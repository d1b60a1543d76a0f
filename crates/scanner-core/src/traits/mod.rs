//! Core traits for the scanner.

mod fetcher;
mod indicator;

pub use fetcher::SeriesFetcher;
pub use indicator::Indicator;
//! Validate configuration command.

use anyhow::Result;
use scanner_config::{AppConfig, ConfigError};
use std::path::Path;

pub async fn run(config_path: &Path, loaded: Result<AppConfig, ConfigError>) -> Result<()> {
    println!("Validating configuration: {:?}", config_path);
    if !config_path.exists() {
        println!("File not found, checking defaults and environment only");
    }

    let config = match loaded {
        Ok(config) => config,
        Err(e) => {
            println!("Configuration error: {}", e);
            return Err(e.into());
        }
    };

    if let Err(e) = config.validate() {
        println!("Configuration error: {}", e);
        anyhow::bail!(e);
    }

    println!("Configuration is valid!");
    println!();
    println!("App: {}", config.app.name);
    println!("Environment: {}", config.app.environment);
    println!("Log level: {}", config.logging.level);
    println!("Watchlist: {}", config.watchlist.symbols().join(", "));
    println!("Interval: {}", config.scan.interval);
    println!("Lookback: {}", config.scan.lookback);
    println!("Poll period: {}s", config.scan.poll_period_secs);
    println!(
        "RSI({}) thresholds: {}/{}",
        config.indicators.rsi_period, config.indicators.oversold, config.indicators.overbought
    );
    println!(
        "EMA spans: {}/{}",
        config.indicators.fast_span, config.indicators.slow_span
    );
    println!("Access gate: {}", if config.auth.enabled { "on" } else { "off" });
    println!();
    println!("Effective configuration:");
    println!("{}", config.to_toml()?);

    Ok(())
}
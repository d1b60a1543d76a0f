//! Indicator trait definitions.

/// Trait for technical indicators computed over a price column.
///
/// Implementations return one output per input position, so the result
/// lines up index for index with the data passed in.
pub trait Indicator: Send + Sync {
    /// The output type of the indicator.
    type Output;

    /// Calculate indicator values for the given data.
    ///
    /// # Arguments
    /// * `data` - Input data (typically closing prices), oldest first
    ///
    /// # Returns
    /// A vector with the same length as `data`
    fn calculate(&self, data: &[f64]) -> Vec<Self::Output>;

    /// Get the number of data points needed before the output is meaningful.
    fn period(&self) -> usize;

    /// Get the name of the indicator.
    fn name(&self) -> &str;

    /// Calculate and return only the most recent value.
    fn latest(&self, data: &[f64]) -> Option<Self::Output> {
        self.calculate(data).pop()
    }
}

#[cfg(test)]
mod tests {
    use super::*;

    struct RunningSum;

    impl Indicator for RunningSum {
        type Output = f64;

        fn calculate(&self, data: &[f64]) -> Vec<f64> {
            data.iter()
                .scan(0.0, |acc, &x| {
                    *acc += x;
                    Some(*acc)
                })
                .collect()
        }

        fn period(&self) -> usize {
            1
        }

        fn name(&self) -> &str {
            "test"
        }
    }

    #[test]
    fn test_indicator_latest() {
        let indicator = RunningSum;
        assert_eq!(indicator.latest(&[1.0, 2.0, 3.0]), Some(6.0));
        assert_eq!(indicator.latest(&[]), None);
    }

    #[test]
    fn test_indicator_calculate_aligned() {
        let result = RunningSum.calculate(&[1.0, 2.0, 3.0, 4.0]);
        assert_eq!(result.len(), 4);
        assert!((result[3] - 10.0).abs() < 0.001);
    }
}
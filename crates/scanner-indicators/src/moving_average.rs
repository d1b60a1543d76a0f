//! Moving average indicators.

use scanner_core::error::IndicatorError;
use scanner_core::traits::Indicator;

/// Simple Moving Average (SMA).
///
/// Arithmetic mean of the trailing `period` values. A position is defined
/// only once a full window is available, so the first `period - 1` outputs
/// are `None`.
#[derive(Debug, Clone)]
pub struct Sma {
    period: usize,
}

impl Sma {
    /// Create a new SMA with the specified period.
    pub fn new(period: usize) -> Self {
        assert!(period > 0, "Period must be greater than 0");
        Self { period }
    }

    /// Create a new SMA, rejecting a zero period.
    pub fn try_new(period: usize) -> Result<Self, IndicatorError> {
        if period == 0 {
            return Err(IndicatorError::InvalidParameter(
                "SMA period must be greater than 0".to_string(),
            ));
        }
        Ok(Self { period })
    }
}

impl Indicator for Sma {
    type Output = Option<f64>;

    fn calculate(&self, data: &[f64]) -> Vec<Option<f64>> {
        let warmup = (self.period - 1).min(data.len());
        let period_f64 = self.period as f64;

        // Each window is summed on its own so a zero window stays exactly zero.
        let mut result = vec![None; warmup];
        result.extend(
            data.windows(self.period)
                .map(|window| Some(window.iter().sum::<f64>() / period_f64)),
        );
        result
    }

    fn period(&self) -> usize {
        self.period
    }

    fn name(&self) -> &str {
        "SMA"
    }
}

/// Exponential Moving Average (EMA).
///
/// Recursive form seeded with the first price:
/// `ema[0] = price[0]`, `ema[i] = alpha * price[i] + (1 - alpha) * ema[i - 1]`
/// with `alpha = 2 / (span + 1)`. No bias correction is applied, so every
/// position is defined.
#[derive(Debug, Clone)]
pub struct Ema {
    span: usize,
    alpha: f64,
}

impl Ema {
    /// Create a new EMA with the specified span.
    pub fn new(span: usize) -> Self {
        assert!(span > 0, "Span must be greater than 0");
        Self {
            span,
            alpha: 2.0 / (span as f64 + 1.0),
        }
    }

    /// Create a new EMA, rejecting a zero span.
    pub fn try_new(span: usize) -> Result<Self, IndicatorError> {
        if span == 0 {
            return Err(IndicatorError::InvalidParameter(
                "EMA span must be greater than 0".to_string(),
            ));
        }
        Ok(Self::new(span))
    }
}

impl Indicator for Ema {
    type Output = f64;

    fn calculate(&self, data: &[f64]) -> Vec<f64> {
        let Some((&first, rest)) = data.split_first() else {
            return vec![];
        };

        let mut result = Vec::with_capacity(data.len());

        // Same recurrence written as a correction step, so a price equal to
        // the running average leaves it bit-for-bit unchanged.
        let mut ema = first;
        result.push(ema);
        for &price in rest {
            ema += self.alpha * (price - ema);
            result.push(ema);
        }

        result
    }

    fn period(&self) -> usize {
        self.span
    }

    fn name(&self) -> &str {
        "EMA"
    }
}
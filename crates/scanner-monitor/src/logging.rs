//! Logging setup.

use std::io;
use std::path::Path;
use tracing_appender::non_blocking::WorkerGuard;
use tracing_subscriber::{fmt, fmt::writer::BoxMakeWriter, prelude::*, EnvFilter};

/// Setup logging with the given level.
///
/// `RUST_LOG` takes precedence over `level`. Output goes to stderr, or to
/// `file` through a non-blocking writer when one is given. The returned
/// guard must be held until shutdown so buffered lines are flushed.
pub fn setup_logging(level: &str, json: bool, file: Option<&Path>) -> Option<WorkerGuard> {
    let filter = EnvFilter::try_from_default_env().unwrap_or_else(|_| EnvFilter::new(level));

    let (writer, guard) = match file {
        Some(path) => {
            let dir = path
                .parent()
                .filter(|p| !p.as_os_str().is_empty())
                .unwrap_or_else(|| Path::new("."));
            let name = path
                .file_name()
                .map(|n| n.to_os_string())
                .unwrap_or_else(|| "scanner.log".into());
            let appender = tracing_appender::rolling::never(dir, name);
            let (non_blocking, guard) = tracing_appender::non_blocking(appender);
            (BoxMakeWriter::new(non_blocking), Some(guard))
        }
        None => (BoxMakeWriter::new(io::stderr), None),
    };
    let ansi = file.is_none();

    if json {
        tracing_subscriber::registry()
            .with(filter)
            .with(fmt::layer().json().with_writer(writer).with_ansi(ansi))
            .init();
    } else {
        tracing_subscriber::registry()
            .with(filter)
            .with(fmt::layer().pretty().with_writer(writer).with_ansi(ansi))
            .init();
    }

    guard
}
//! Core types and traits for the watchlist scanner.
//!
//! This crate provides the foundational building blocks including:
//! - Market data types (Bar, PriceSeries)
//! - Sampling interval and lookback window definitions
//! - The watchlist
//! - Core traits for indicators and series fetchers

pub mod types;
pub mod traits;
pub mod error;

pub use error::{ScannerError, ScannerResult};
pub use types::*;
pub use traits::*;
//! Password gate in front of the dashboard.
//!
//! The configured secret is a salted HMAC-SHA256 digest, never the password
//! itself. Comparison goes through `Mac::verify_slice`, which is constant-time.

use hmac::{Hmac, Mac};
use scanner_core::error::AccessError;
use sha2::Sha256;

use crate::settings::AuthSettings;

type HmacSha256 = Hmac<Sha256>;

/// Checks a supplied password against the configured digest.
#[derive(Debug, Clone)]
pub struct AccessGate {
    salt: String,
    expected: Option<Vec<u8>>,
}

impl AccessGate {
    /// Build the gate from auth settings.
    ///
    /// Returns `Ok(None)` when the gate is disabled.
    pub fn from_settings(settings: &AuthSettings) -> Result<Option<Self>, AccessError> {
        if !settings.enabled {
            return Ok(None);
        }

        let hash = settings
            .password_hash
            .as_deref()
            .map(str::trim)
            .filter(|h| !h.is_empty())
            .ok_or(AccessError::NotConfigured)?;

        let expected = hex::decode(hash).map_err(|e| AccessError::MalformedHash(e.to_string()))?;
        if expected.len() != 32 {
            return Err(AccessError::MalformedHash(format!(
                "expected 32 bytes, got {}",
                expected.len()
            )));
        }

        Ok(Some(Self {
            salt: settings.salt.clone(),
            expected: Some(expected),
        }))
    }

    /// Hex HMAC-SHA256 of `password` keyed by `salt`.
    pub fn hash_password(salt: &str, password: &str) -> String {
        let mut mac = Self::mac(salt);
        mac.update(password.as_bytes());
        hex::encode(mac.finalize().into_bytes())
    }

    /// Verify a password.
    pub fn verify(&self, password: &str) -> Result<(), AccessError> {
        let expected = self.expected.as_deref().ok_or(AccessError::NotConfigured)?;

        let mut mac = Self::mac(&self.salt);
        mac.update(password.as_bytes());
        mac.verify_slice(expected).map_err(|_| AccessError::Denied)
    }

    fn mac(salt: &str) -> HmacSha256 {
        HmacSha256::new_from_slice(salt.as_bytes()).expect("HMAC accepts any key size")
    }
}

#[cfg(test)]
mod tests {
    use super::*;

    fn settings(password: &str) -> AuthSettings {
        AuthSettings {
            enabled: true,
            salt: "pepper".to_string(),
            password_hash: Some(AccessGate::hash_password("pepper", password)),
            ..Default::default()
        }
    }

    #[test]
    fn test_accepts_right_password() {
        let gate = AccessGate::from_settings(&settings("hunter2")).unwrap().unwrap();
        assert!(gate.verify("hunter2").is_ok());
    }

    #[test]
    fn test_denies_wrong_password() {
        let gate = AccessGate::from_settings(&settings("hunter2")).unwrap().unwrap();
        assert!(matches!(gate.verify("hunter3"), Err(AccessError::Denied)));
        assert!(matches!(gate.verify(""), Err(AccessError::Denied)));
    }

    #[test]
    fn test_salt_changes_digest() {
        assert_ne!(
            AccessGate::hash_password("a", "secret"),
            AccessGate::hash_password("b", "secret")
        );
        assert_eq!(AccessGate::hash_password("a", "secret").len(), 64);
    }

    #[test]
    fn test_disabled_gate() {
        let settings = AuthSettings::default();
        assert!(AccessGate::from_settings(&settings).unwrap().is_none());
    }

    #[test]
    fn test_enabled_without_hash() {
        let settings = AuthSettings {
            enabled: true,
            ..Default::default()
        };
        assert!(matches!(
            AccessGate::from_settings(&settings),
            Err(AccessError::NotConfigured)
        ));
    }

    #[test]
    fn test_malformed_hash() {
        let mut bad = settings("x");
        bad.password_hash = Some("not-hex".to_string());
        assert!(matches!(
            AccessGate::from_settings(&bad),
            Err(AccessError::MalformedHash(_))
        ));

        bad.password_hash = Some("abcd".to_string());
        assert!(matches!(
            AccessGate::from_settings(&bad),
            Err(AccessError::MalformedHash(_))
        ));
    }
}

━━━━━━━━━━━━━━━━━━━━━━━━━━━━━━

Please transcribe exactly the lines above from the line that has "Moving average indicators." up to and including the line that has "the specified period."; no other line belongs in the answer.

Your solution
//! Moving average indicators.

use scanner_core::error::IndicatorError;
use scanner_core::traits::Indicator;

/// Simple Moving Average (SMA).
///
/// Arithmetic mean of the trailing `period` values. A position is defined
/// only once a full window is available, so the first `period - 1` outputs
/// are `None`.
#[derive(Debug, Clone)]
pub struct Sma {
    period: usize,
}

impl Sma {
    /// Create a new SMA with the specified period.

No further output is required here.